> EXERCISE: Could you copy every line of the data that contains "Unresolvable"?

(EXTRACTED DATA)

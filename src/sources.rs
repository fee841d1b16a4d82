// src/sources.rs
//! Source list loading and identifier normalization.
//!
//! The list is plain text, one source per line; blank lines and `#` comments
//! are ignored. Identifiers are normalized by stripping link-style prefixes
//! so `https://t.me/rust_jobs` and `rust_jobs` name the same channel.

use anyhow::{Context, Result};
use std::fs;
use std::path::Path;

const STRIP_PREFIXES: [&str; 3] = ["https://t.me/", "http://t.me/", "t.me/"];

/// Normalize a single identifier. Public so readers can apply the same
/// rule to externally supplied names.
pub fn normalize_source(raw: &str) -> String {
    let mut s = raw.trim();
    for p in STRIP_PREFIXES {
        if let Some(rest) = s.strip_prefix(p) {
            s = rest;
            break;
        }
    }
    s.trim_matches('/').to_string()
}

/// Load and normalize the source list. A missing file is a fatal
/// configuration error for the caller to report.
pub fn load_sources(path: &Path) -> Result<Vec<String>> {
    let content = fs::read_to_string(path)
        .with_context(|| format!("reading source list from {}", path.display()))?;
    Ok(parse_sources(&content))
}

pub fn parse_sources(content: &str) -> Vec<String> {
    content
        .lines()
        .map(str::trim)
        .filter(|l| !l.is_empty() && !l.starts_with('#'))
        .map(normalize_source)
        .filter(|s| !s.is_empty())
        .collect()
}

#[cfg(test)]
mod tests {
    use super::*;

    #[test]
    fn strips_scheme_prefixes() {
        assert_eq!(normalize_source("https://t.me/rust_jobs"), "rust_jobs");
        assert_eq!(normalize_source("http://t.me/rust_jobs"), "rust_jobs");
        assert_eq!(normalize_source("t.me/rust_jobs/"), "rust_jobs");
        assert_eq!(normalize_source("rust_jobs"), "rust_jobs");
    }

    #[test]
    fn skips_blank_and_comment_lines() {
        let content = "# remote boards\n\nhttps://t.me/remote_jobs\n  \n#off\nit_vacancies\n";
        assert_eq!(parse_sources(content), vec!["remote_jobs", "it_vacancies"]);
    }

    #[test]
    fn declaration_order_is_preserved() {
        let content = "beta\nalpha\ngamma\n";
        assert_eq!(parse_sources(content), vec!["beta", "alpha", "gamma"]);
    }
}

(End EXTRACTED DATA)
(EXTRACTED DATA)

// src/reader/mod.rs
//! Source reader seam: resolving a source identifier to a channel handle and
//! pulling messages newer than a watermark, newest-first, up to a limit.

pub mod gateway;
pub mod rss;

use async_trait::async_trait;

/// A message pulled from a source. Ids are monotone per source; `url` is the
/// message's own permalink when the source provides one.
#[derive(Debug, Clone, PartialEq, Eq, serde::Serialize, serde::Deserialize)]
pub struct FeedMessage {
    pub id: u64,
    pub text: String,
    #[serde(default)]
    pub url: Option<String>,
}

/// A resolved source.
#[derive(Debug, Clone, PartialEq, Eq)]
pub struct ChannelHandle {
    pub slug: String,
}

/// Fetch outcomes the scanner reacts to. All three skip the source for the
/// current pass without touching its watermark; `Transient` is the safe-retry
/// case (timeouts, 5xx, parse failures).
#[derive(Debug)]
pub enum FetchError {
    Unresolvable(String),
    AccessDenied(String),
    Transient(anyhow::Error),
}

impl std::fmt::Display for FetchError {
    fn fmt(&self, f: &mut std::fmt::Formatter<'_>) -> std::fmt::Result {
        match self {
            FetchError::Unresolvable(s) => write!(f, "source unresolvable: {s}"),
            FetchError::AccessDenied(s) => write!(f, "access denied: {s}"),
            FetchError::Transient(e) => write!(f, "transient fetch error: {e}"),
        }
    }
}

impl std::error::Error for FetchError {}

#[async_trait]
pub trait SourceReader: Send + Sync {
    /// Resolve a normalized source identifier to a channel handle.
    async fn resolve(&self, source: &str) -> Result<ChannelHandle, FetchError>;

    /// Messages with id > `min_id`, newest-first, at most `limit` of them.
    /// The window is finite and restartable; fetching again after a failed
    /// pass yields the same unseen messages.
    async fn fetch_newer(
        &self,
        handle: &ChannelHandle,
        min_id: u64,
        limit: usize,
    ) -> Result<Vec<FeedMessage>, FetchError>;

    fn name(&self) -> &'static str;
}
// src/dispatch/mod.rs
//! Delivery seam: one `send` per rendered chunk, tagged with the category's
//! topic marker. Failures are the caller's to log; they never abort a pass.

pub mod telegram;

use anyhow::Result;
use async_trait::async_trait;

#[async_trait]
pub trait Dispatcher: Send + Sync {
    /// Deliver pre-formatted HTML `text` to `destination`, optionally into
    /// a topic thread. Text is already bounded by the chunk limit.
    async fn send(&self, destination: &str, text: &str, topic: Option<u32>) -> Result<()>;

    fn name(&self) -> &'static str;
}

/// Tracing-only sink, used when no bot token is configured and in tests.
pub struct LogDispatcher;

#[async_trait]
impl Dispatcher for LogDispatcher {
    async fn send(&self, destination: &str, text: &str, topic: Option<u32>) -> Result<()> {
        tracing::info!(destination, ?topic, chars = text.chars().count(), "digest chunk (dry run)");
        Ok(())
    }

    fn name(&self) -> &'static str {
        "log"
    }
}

(End EXTRACTED DATA)

> EXERCISE ANSWER:
    Unresolvable(String),
            FetchError::Unresolvable(s) => write!(f, "source unresolvable: {s}"),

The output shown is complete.